**Excerpted records**
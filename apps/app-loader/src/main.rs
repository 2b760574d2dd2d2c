mod api;
use api::*;
use num_traits::FromPrimitive;

const SERVER_NAME_APP_LOADER: &str = "_App Loader_";

fn main() -> ! {
    log_server::init_wait().unwrap();
    log::set_max_level(log::LevelFilter::Info);
    log::info!("my PID is {}", xous::process::id());

    let xns = xous_names::XousNames::new().unwrap();
    let sid = xns.register_name(SERVER_NAME_APP_LOADER, None).expect("Couldn't create server");

    // start off by adding hello world
    let mut app_loader = AppLoader::new(&xns, &sid);

    loop {
	let msg = xous::receive_message(sid).unwrap();
        match FromPrimitive::from_usize(msg.body.id()).expect("Couldn't load message") {
	    Opcode::SetServer => {
		app_loader.set_server();
	    },
	    Opcode::ReloadAppList => {
		app_loader.reload_app_list();
	    },
	    Opcode::AddAppMenu => {
		app_loader.open_load_menu();
	    },
	    Opcode::AddApp => {
		let index = msg.body.scalar_message().expect("Not a scalar").arg1;
		app_loader.add_app(index);
	    },
	    Opcode::DispatchApp => {
		let index = msg.body.scalar_message().expect("Not a scalar").arg1;
		app_loader.dispatch_app(index);
	    },
	    Opcode::Redraw => {
		app_loader.redraw();
	    },
	}
    }
}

**Problem requirements**
Could you produce an exact copy of the whole listing?

**Answer box**
filename apps/app-loader/src/main.rs
repository 2b760574d2dd2d2c
mod api;
use api::*;
use num_traits::FromPrimitive;

const SERVER_NAME_APP_LOADER: &str = "_App Loader_";

fn main() -> ! {
    log_server::init_wait().unwrap();
    log::set_max_level(log::LevelFilter::Info);
    log::info!("my PID is {}", xous::process::id());

    let xns = xous_names::XousNames::new().unwrap();
    let sid = xns.register_name(SERVER_NAME_APP_LOADER, None).expect("Couldn't create server");

    // start off by adding hello world
    let mut app_loader = AppLoader::new(&xns, &sid);

    loop {
	let msg = xous::receive_message(sid).unwrap();
        match FromPrimitive::from_usize(msg.body.id()).expect("Couldn't load message") {
	    Opcode::SetServer => {
		app_loader.set_server();
	    },
	    Opcode::ReloadAppList => {
		app_loader.reload_app_list();
	    },
	    Opcode::AddAppMenu => {
		app_loader.open_load_menu();
	    },
	    Opcode::AddApp => {
		let index = msg.body.scalar_message().expect("Not a scalar").arg1;
		app_loader.add_app(index);
	    },
	    Opcode::DispatchApp => {
		let index = msg.body.scalar_message().expect("Not a scalar").arg1;
		app_loader.dispatch_app(index);
	    },
	    Opcode::Redraw => {
		app_loader.redraw();
	    },
	}
    }
}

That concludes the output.